[Start of section]

//! The configuration document and the pure operations over it.
//!
//! A document is a [`Table`]: string keys mapping to scalars, arrays or
//! further tables, nested arbitrarily.  Three operations matter to the store:
//!
//! - [`merge`] layers one table over another without mutating either input.
//!   Nested tables merge key by key; every other value in the overlay
//!   (scalars *and* arrays) replaces the base value outright.
//! - [`set_path`] assigns a value at a path of keys, creating intermediate
//!   tables on the way down.
//! - [`is_truthy`] decides whether a value counts as "set" for update-only
//!   option changes.

use thiserror::Error;
use toml::{Table, Value};

/// A configuration document.
pub type Document = Table;

/// Error type for path assignment.
#[derive(Debug, Clone, PartialEq, Eq, Error)]
pub enum DocumentError {
    /// `set_path` was called with no segments.
    #[error("path must contain at least one segment")]
    EmptyPath,

    /// An intermediate segment holds a truthy scalar or an array.
    #[error("cannot descend into `{segment}`: existing value is not a table")]
    NotATable { segment: String },
}

/// Returns a new table holding `base` with `overlay` merged over it.
///
/// Overlay values win at every depth.  Neither input is modified and the
/// result shares no structure with them.
pub fn merge(base: &Table, overlay: &Table) -> Table {
    let mut merged = base.clone();
    merge_into(&mut merged, overlay);
    merged
}

fn merge_into(target: &mut Table, overlay: &Table) {
    for (key, value) in overlay {
        match (target.get_mut(key), value) {
            (Some(Value::Table(existing)), Value::Table(incoming)) => {
                merge_into(existing, incoming);
            }
            _ => {
                target.insert(key.clone(), value.clone());
            }
        }
    }
}

/// Assigns `value` at `path` inside `document`.
///
/// Missing intermediate segments, and intermediates holding a falsy value
/// (`false`, `0`, `""`), are replaced by empty tables.  On error the document
/// is left exactly as it was.
///
/// # Errors
///
/// - [`DocumentError::EmptyPath`] when `path` is empty.
/// - [`DocumentError::NotATable`] when an intermediate segment already holds
///   a truthy non-table value.
pub fn set_path(document: &mut Table, path: &[&str], value: Value) -> Result<(), DocumentError> {
    match path {
        [] => Err(DocumentError::EmptyPath),
        [last] => {
            document.insert((*last).to_string(), value);
            Ok(())
        }
        [head, rest @ ..] => match document.get_mut(*head) {
            Some(Value::Table(child)) => set_path(child, rest, value),
            Some(existing) if is_truthy(existing) => Err(DocumentError::NotATable {
                segment: (*head).to_string(),
            }),
            // Missing or falsy: replaced by a fresh table.
            _ => {
                // Build the subtree off to the side; nothing below a fresh
                // table can conflict, so this insert always happens.
                let mut child = Table::new();
                set_path(&mut child, rest, value)?;
                document.insert((*head).to_string(), Value::Table(child));
                Ok(())
            }
        },
    }
}

/// Returns `true` when `value` counts as set.
///
/// `false`, `0`, `0.0`, NaN and the empty string are falsy.  Everything else,
/// including empty arrays and empty tables, is truthy.
pub fn is_truthy(value: &Value) -> bool {
    match value {
        Value::Boolean(b) => *b,
        Value::Integer(i) => *i != 0,
        Value::Float(f) => *f != 0.0 && !f.is_nan(),
        Value::String(s) => !s.is_empty(),
        Value::Datetime(_) | Value::Array(_) | Value::Table(_) => true,
    }
}

// ── Tests ─────────────────────────────────────────────────────────────────────

#[cfg(test)]
mod tests {
    use super::*;

    fn parse(text: &str) -> Table {
        toml::from_str(text).expect("test fixture must be valid TOML")
    }

    // ── merge ─────────────────────────────────────────────────────────────────

    #[test]
    fn test_merge_overlay_scalar_wins_at_nested_depth() {
        // Arrange
        let base = parse("[advanced]\nchannel = 11\nbaudrate = 115200\n");
        let overlay = parse("[advanced]\nchannel = 25\n");

        // Act
        let merged = merge(&base, &overlay);

        // Assert
        let advanced = merged["advanced"].as_table().unwrap();
        assert_eq!(advanced["channel"].as_integer(), Some(25));
        assert_eq!(advanced["baudrate"].as_integer(), Some(115200));
    }

    #[test]
    fn test_merge_arrays_are_replaced_not_concatenated() {
        let base = parse("list = [1, 2, 3]\n");
        let overlay = parse("list = [9]\n");

        let merged = merge(&base, &overlay);

        assert_eq!(merged["list"], Value::Array(vec![Value::Integer(9)]));
    }

    #[test]
    fn test_merge_keeps_keys_only_present_in_overlay() {
        let base = parse("permit_join = false\n");
        let overlay = parse("[devices.'0x1']\nfriendly_name = \"lamp\"\n");

        let merged = merge(&base, &overlay);

        assert_eq!(merged["permit_join"].as_bool(), Some(false));
        assert!(merged.contains_key("devices"));
    }

    #[test]
    fn test_merge_scalar_overlay_replaces_base_table() {
        let base = parse("[mqtt]\ninclude_device_information = false\n");
        let overlay = parse("mqtt = \"disabled\"\n");

        let merged = merge(&base, &overlay);

        assert_eq!(merged["mqtt"].as_str(), Some("disabled"));
    }

    #[test]
    fn test_merge_table_overlay_replaces_base_scalar() {
        let base = parse("mqtt = 1\n");
        let overlay = parse("[mqtt]\nbase_topic = \"gw\"\n");

        let merged = merge(&base, &overlay);

        assert_eq!(
            merged["mqtt"].as_table().unwrap()["base_topic"].as_str(),
            Some("gw")
        );
    }

    #[test]
    fn test_merge_does_not_modify_inputs() {
        // Arrange
        let base = parse("[advanced]\nchannel = 11\n");
        let overlay = parse("[advanced]\nchannel = 15\n[extra]\nx = 1\n");
        let base_before = base.clone();
        let overlay_before = overlay.clone();

        // Act
        let mut merged = merge(&base, &overlay);
        merged.insert("permit_join".to_string(), Value::Boolean(true));
        if let Some(Value::Table(advanced)) = merged.get_mut("advanced") {
            advanced.insert("channel".to_string(), Value::Integer(20));
        }

        // Assert
        assert_eq!(base, base_before);
        assert_eq!(overlay, overlay_before);
    }

    // ── set_path ──────────────────────────────────────────────────────────────

    #[test]
    fn test_set_path_creates_missing_intermediate_tables() {
        let mut doc = Table::new();

        set_path(&mut doc, &["advanced", "network", "channel"], Value::Integer(15)).unwrap();

        let network = doc["advanced"].as_table().unwrap()["network"]
            .as_table()
            .unwrap();
        assert_eq!(network["channel"].as_integer(), Some(15));
    }

    #[test]
    fn test_set_path_overwrites_existing_leaf() {
        let mut doc = parse("permit_join = false\n");

        set_path(&mut doc, &["permit_join"], Value::Boolean(true)).unwrap();

        assert_eq!(doc["permit_join"].as_bool(), Some(true));
    }

    #[test]
    fn test_set_path_leaves_sibling_keys_untouched() {
        let mut doc = parse("[mqtt]\nbase_topic = \"gw\"\nserver = \"mqtt://localhost\"\n");

        set_path(&mut doc, &["mqtt", "base_topic"], Value::from("home")).unwrap();

        let mqtt = doc["mqtt"].as_table().unwrap();
        assert_eq!(mqtt["base_topic"].as_str(), Some("home"));
        assert_eq!(mqtt["server"].as_str(), Some("mqtt://localhost"));
    }

    #[test]
    fn test_set_path_can_replace_a_table_leaf_with_a_scalar() {
        let mut doc = parse("[experimental]\nlivolo = false\n");

        set_path(&mut doc, &["experimental"], Value::Boolean(false)).unwrap();

        assert_eq!(doc["experimental"].as_bool(), Some(false));
    }

    #[test]
    fn test_set_path_rejects_empty_path() {
        let mut doc = Table::new();

        let result = set_path(&mut doc, &[], Value::Boolean(true));

        assert_eq!(result, Err(DocumentError::EmptyPath));
        assert!(doc.is_empty());
    }

    #[test]
    fn test_set_path_rejects_descending_into_scalar_without_side_effects() {
        // Arrange
        let mut doc = parse("permit_join = true\n");
        let before = doc.clone();

        // Act
        let result = set_path(&mut doc, &["permit_join", "nested", "x"], Value::Integer(1));

        // Assert
        assert_eq!(
            result,
            Err(DocumentError::NotATable {
                segment: "permit_join".to_string()
            })
        );
        assert_eq!(doc, before);
    }

    #[test]
    fn test_set_path_replaces_falsy_intermediates_with_tables() {
        // Arrange
        let mut doc = parse("experimental = false\nchannel = 0\nname = \"\"\n");

        // Act
        set_path(&mut doc, &["experimental", "livolo"], Value::Boolean(true)).unwrap();
        set_path(&mut doc, &["channel", "x"], Value::Integer(1)).unwrap();
        set_path(&mut doc, &["name", "a", "b"], Value::from("c")).unwrap();

        // Assert
        assert_eq!(doc["experimental"]["livolo"].as_bool(), Some(true));
        assert_eq!(doc["channel"]["x"].as_integer(), Some(1));
        assert_eq!(doc["name"]["a"]["b"].as_str(), Some("c"));
    }

    #[test]
    fn test_set_path_rejects_descending_into_array() {
        let mut doc = parse("list = []\n");

        let result = set_path(&mut doc, &["list", "x"], Value::Integer(1));

        assert!(matches!(result, Err(DocumentError::NotATable { .. })));
        assert_eq!(doc["list"], Value::Array(Vec::new()));
    }

    // ── is_truthy ─────────────────────────────────────────────────────────────

    #[test]
    fn test_is_truthy_falsy_values() {
        assert!(!is_truthy(&Value::Boolean(false)));
        assert!(!is_truthy(&Value::Integer(0)));
        assert!(!is_truthy(&Value::Float(0.0)));
        assert!(!is_truthy(&Value::Float(f64::NAN)));
        assert!(!is_truthy(&Value::String(String::new())));
    }

    #[test]
    fn test_is_truthy_truthy_values() {
        assert!(is_truthy(&Value::Boolean(true)));
        assert!(is_truthy(&Value::Integer(-1)));
        assert!(is_truthy(&Value::Float(0.5)));
        assert!(is_truthy(&Value::from("0")));
        assert!(is_truthy(&Value::Array(Vec::new())));
        assert!(is_truthy(&Value::Table(Table::new())));
    }
}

[End of section]

* _WORK REQUEST_:
From the material above, retype precisely the lines between the line holding "Value::Integer(i) => *i" and the line holding "fn parse(text: &str)", inclusive, and nothing beyond them.

* _ANSWER BELOW_:
        Value::Integer(i) => *i != 0,
        Value::Float(f) => *f != 0.0 && !f.is_nan(),
        Value::String(s) => !s.is_empty(),
        Value::Datetime(_) | Value::Array(_) | Value::Table(_) => true,
    }
}

// ── Tests ─────────────────────────────────────────────────────────────────────

#[cfg(test)]
mod tests {
    use super::*;

    fn parse(text: &str) -> Table {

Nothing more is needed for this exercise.